Set down exactly the lines below, starting at the one that contains "pub fn new()" and ending at the one that contains "std::time::SystemTime::now()", with both of those lines included and nothing else.

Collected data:
+++++
/// Status HTTP endpoint
/// Exposes the supervisor snapshot to the admin UI and monitoring systems
/// (/health, /ready, /status, /metrics).

use std::net::SocketAddr;
use std::sync::atomic::{AtomicU64, AtomicU8, Ordering};
use std::sync::Arc;
use std::time::Duration;
use tokio::io::{AsyncReadExt, AsyncWriteExt};
use tokio::net::TcpListener;
use tokio::time::timeout;
use tokio_util::sync::CancellationToken;
use tracing::{debug, error, info, warn};

use crate::model::{HealthStatus, SupervisorStatus};
use crate::orchestrator::Supervisor;
use crate::tracker::RecoveryAction;

/// Timeout for reading HTTP request (prevents slow-loris attacks)
const REQUEST_TIMEOUT: Duration = Duration::from_secs(5);

/// No cycle has completed yet
const NO_CHECK: u8 = u8::MAX;

/// Corrective actions counted by the metrics endpoint
#[derive(Debug, Clone, Copy, PartialEq, Eq)]
pub enum RecoveryKind {
    Soft,
    Medium,
    Hard,
    Asterisk,
    Tunnel,
}

impl RecoveryKind {
    const ALL: [RecoveryKind; 5] = [
        RecoveryKind::Soft,
        RecoveryKind::Medium,
        RecoveryKind::Hard,
        RecoveryKind::Asterisk,
        RecoveryKind::Tunnel,
    ];

    fn label(self) -> &'static str {
        match self {
            RecoveryKind::Soft => "soft",
            RecoveryKind::Medium => "medium",
            RecoveryKind::Hard => "hard",
            RecoveryKind::Asterisk => "asterisk",
            RecoveryKind::Tunnel => "tunnel",
        }
    }
}

impl From<RecoveryAction> for RecoveryKind {
    fn from(action: RecoveryAction) -> Self {
        match action {
            RecoveryAction::Soft => RecoveryKind::Soft,
            RecoveryAction::Medium => RecoveryKind::Medium,
            RecoveryAction::Hard => RecoveryKind::Hard,
        }
    }
}

const STATUSES: [HealthStatus; 4] = [
    HealthStatus::Ok,
    HealthStatus::Warning,
    HealthStatus::Critical,
    HealthStatus::Error,
];

fn status_index(status: HealthStatus) -> usize {
    match status {
        HealthStatus::Ok => 0,
        HealthStatus::Warning => 1,
        HealthStatus::Critical => 2,
        HealthStatus::Error => 3,
    }
}

/// Counter values at one instant
#[derive(Debug, Clone, Default, PartialEq)]
pub struct MetricsSnapshot {
    /// Cycles by verdict: ok, warning, critical, error
    pub cycles: [u64; 4],
    /// Actions by kind: soft, medium, hard, asterisk, tunnel
    pub recoveries: [u64; 5],
    /// Timestamp of last check (Unix epoch seconds)
    pub last_check_time: u64,
    pub last_overall: Option<HealthStatus>,
}

/// Cycle and recovery counters, updated from the check loop
#[derive(Debug)]
pub struct HealthMetrics {
    cycles: [AtomicU64; 4],
    recoveries: [AtomicU64; 5],
    last_check_time: AtomicU64,
    last_overall: AtomicU8,
}

impl Default for HealthMetrics {
    fn default() -> Self {
        Self {
            cycles: Default::default(),
            recoveries: Default::default(),
            last_check_time: AtomicU64::new(0),
            last_overall: AtomicU8::new(NO_CHECK),
        }
    }
}

impl HealthMetrics {
    pub fn new() -> Self {
        Self::default()
    }

    /// Record a completed cycle
    pub fn record_cycle(&self, overall: HealthStatus) {
        let index = status_index(overall);
        self.cycles[index].fetch_add(1, Ordering::Relaxed);
        self.last_check_time.store(
            std::time::SystemTime::now()
                .duration_since(std::time::UNIX_EPOCH)
                .unwrap_or_default()
                .as_secs(),
            Ordering::Relaxed,
        );
        self.last_overall.store(index as u8, Ordering::Relaxed);
    }

    /// Record a corrective action (counted when started, not when it succeeds)
    pub fn record_recovery(&self, kind: RecoveryKind) {
        let index = RecoveryKind::ALL
            .iter()
            .position(|k| *k == kind)
            .unwrap_or_default();
        self.recoveries[index].fetch_add(1, Ordering::Relaxed);
    }

    pub fn snapshot(&self) -> MetricsSnapshot {
        let mut snapshot = MetricsSnapshot::default();
        for (slot, counter) in snapshot.cycles.iter_mut().zip(&self.cycles) {
            *slot = counter.load(Ordering::Relaxed);
        }
        for (slot, counter) in snapshot.recoveries.iter_mut().zip(&self.recoveries) {
            *slot = counter.load(Ordering::Relaxed);
        }
        snapshot.last_check_time = self.last_check_time.load(Ordering::Relaxed);
        snapshot.last_overall = STATUSES.get(self.last_overall.load(Ordering::Relaxed) as usize).copied();
        snapshot
    }
}

/// Run the status HTTP server
pub async fn run_health_server(port: u16, supervisor: Arc<Supervisor>, cancel_token: CancellationToken) {
    let addr = SocketAddr::from(([0, 0, 0, 0], port));

    let listener = match TcpListener::bind(addr).await {
        Ok(l) => l,
        Err(e) => {
            error!("Failed to bind status server on port {}: {}", port, e);
            return;
        }
    };

    serve(listener, supervisor, cancel_token).await;
}

async fn serve(listener: TcpListener, supervisor: Arc<Supervisor>, cancel_token: CancellationToken) {
    if let Ok(addr) = listener.local_addr() {
        info!("Status server listening on http://{}/status", addr);
    }

    loop {
        tokio::select! {
            result = listener.accept() => {
                match result {
                    Ok((mut socket, peer_addr)) => {
                        let supervisor = supervisor.clone();
                        tokio::spawn(async move {
                            if let Err(e) = handle_request(&mut socket, &supervisor).await {
                                debug!("Error handling request from {}: {}", peer_addr, e);
                            }
                        });
                    }
                    Err(e) => {
                        warn!("Failed to accept connection: {}", e);
                    }
                }
            }
            _ = cancel_token.cancelled() => {
                info!("Status server shutting down");
                break;
            }
        }
    }
}

async fn handle_request(socket: &mut tokio::net::TcpStream, supervisor: &Supervisor) -> std::io::Result<()> {
    let mut buf = [0u8; 1024];

    // Apply timeout to prevent slow-loris attacks
    let n = match timeout(REQUEST_TIMEOUT, socket.read(&mut buf)).await {
        Ok(result) => result?,
        Err(_) => {
            debug!("Request timeout after {:?}", REQUEST_TIMEOUT);
            return Ok(());
        }
    };

    if n == 0 {
        return Ok(());
    }

    let request = String::from_utf8_lossy(&buf[..n]);

    // Parse the request line to get the path
    let path = request
        .lines()
        .next()
        .and_then(|line| line.split_whitespace().nth(1))
        .unwrap_or("/");

    let response = route(path, &supervisor.status(), &supervisor.metrics().snapshot());

    socket.write_all(response.as_bytes()).await?;
    socket.flush().await?;

    Ok(())
}

fn route(path: &str, status: &SupervisorStatus, metrics: &MetricsSnapshot) -> String {
    match path {
        "/health" | "/healthz" | "/health/" => build_health_response(status),
        "/ready" | "/readyz" | "/ready/" => {
            // Ready until a cycle proves otherwise; only critical/error verdicts fail
            let ready = status
                .last_health_check
                .as_ref()
                .map(|r| r.overall <= HealthStatus::Warning)
                .unwrap_or(true);
            build_ready_response(ready)
        }
        "/status" | "/status/" => build_status_response(status),
        "/metrics" => build_metrics_response(metrics),
        _ => build_not_found_response(),
    }
}

fn json_response(status_line: &str, body: &str) -> String {
    format!(
        "HTTP/1.1 {}\r\nContent-Type: application/json\r\nContent-Length: {}\r\nConnection: close\r\n\r\n{}",
        status_line,
        body.len(),
        body
    )
}

fn build_health_response(status: &SupervisorStatus) -> String {
    let (overall, last_check) = match &status.last_health_check {
        Some(result) => (result.overall.as_str(), result.timestamp.to_rfc3339()),
        None => ("unknown", String::new()),
    };
    let body = serde_json::json!({
        "status": if status.running { "running" } else { "stopped" },
        "overall": overall,
        "lastCheck": last_check,
    })
    .to_string();
    json_response("200 OK", &body)
}

fn build_ready_response(ready: bool) -> String {
    if ready {
        json_response("200 OK", r#"{"ready":true}"#)
    } else {
        json_response("503 Service Unavailable", r#"{"ready":false}"#)
    }
}

fn build_status_response(status: &SupervisorStatus) -> String {
    match serde_json::to_string(status) {
        Ok(body) => json_response("200 OK", &body),
        Err(e) => {
            warn!("Failed to serialize status: {}", e);
            json_response("500 Internal Server Error", r#"{"error":"serialization failed"}"#)
        }
    }
}

fn build_metrics_response(metrics: &MetricsSnapshot) -> String {
    // Prometheus-compatible metrics format
    let mut body = String::from(
        "# HELP modemguard_cycles_total Health check cycles by overall verdict\n\
         # TYPE modemguard_cycles_total counter\n",
    );
    for (status, count) in STATUSES.iter().zip(metrics.cycles) {
        body.push_str(&format!(
            "modemguard_cycles_total{{overall=\"{}\"}} {}\n",
            status.as_str(),
            count
        ));
    }
    body.push_str(
        "# HELP modemguard_recoveries_total Recovery actions started by kind\n\
         # TYPE modemguard_recoveries_total counter\n",
    );
    for (kind, count) in RecoveryKind::ALL.iter().zip(metrics.recoveries) {
        body.push_str(&format!(
            "modemguard_recoveries_total{{kind=\"{}\"}} {}\n",
            kind.label(),
            count
        ));
    }
    body.push_str(&format!(
        "# HELP modemguard_last_check_timestamp Unix timestamp of last check\n\
         # TYPE modemguard_last_check_timestamp gauge\n\
         modemguard_last_check_timestamp {}\n",
        metrics.last_check_time
    ));

    format!(
        "HTTP/1.1 200 OK\r\nContent-Type: text/plain; version=0.0.4\r\nContent-Length: {}\r\nConnection: close\r\n\r\n{}",
        body.len(),
        body
    )
}

fn build_not_found_response() -> String {
    json_response("404 Not Found", r#"{"error":"Not Found"}"#)
}


#[cfg(test)]
mod proptests {
    use super::*;
    use proptest::prelude::*;

    fn any_status() -> impl Strategy<Value = HealthStatus> {
        prop_oneof![
            Just(HealthStatus::Ok),
            Just(HealthStatus::Warning),
            Just(HealthStatus::Critical),
            Just(HealthStatus::Error),
        ]
    }

    proptest! {
        /// Cycle counters add up and the last verdict sticks
        #[test]
        fn cycles_count_correctly(verdicts in proptest::collection::vec(any_status(), 1..60)) {
            let metrics = HealthMetrics::new();
            for v in &verdicts {
                metrics.record_cycle(*v);
            }
            let snapshot = metrics.snapshot();
            prop_assert_eq!(snapshot.cycles.iter().sum::<u64>(), verdicts.len() as u64);
            prop_assert_eq!(snapshot.last_overall, verdicts.last().copied());
        }

        /// Content-Length always matches the body
        #[test]
        fn metrics_content_length_matches(cycles in any::<[u64; 4]>(), recoveries in any::<[u64; 5]>()) {
            let response = build_metrics_response(&MetricsSnapshot {
                cycles,
                recoveries,
                last_check_time: 1,
                last_overall: None,
            });
            let (head, body) = response.split_once("\r\n\r\n").unwrap();
            let expected = format!("Content-Length: {}", body.len());
            prop_assert!(head.contains(&expected));
        }
    }
}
+++++
• **Written answer**
    pub fn new() -> Self {
        Self::default()
    }

    /// Record a completed cycle
    pub fn record_cycle(&self, overall: HealthStatus) {
        let index = status_index(overall);
        self.cycles[index].fetch_add(1, Ordering::Relaxed);
        self.last_check_time.store(
            std::time::SystemTime::now()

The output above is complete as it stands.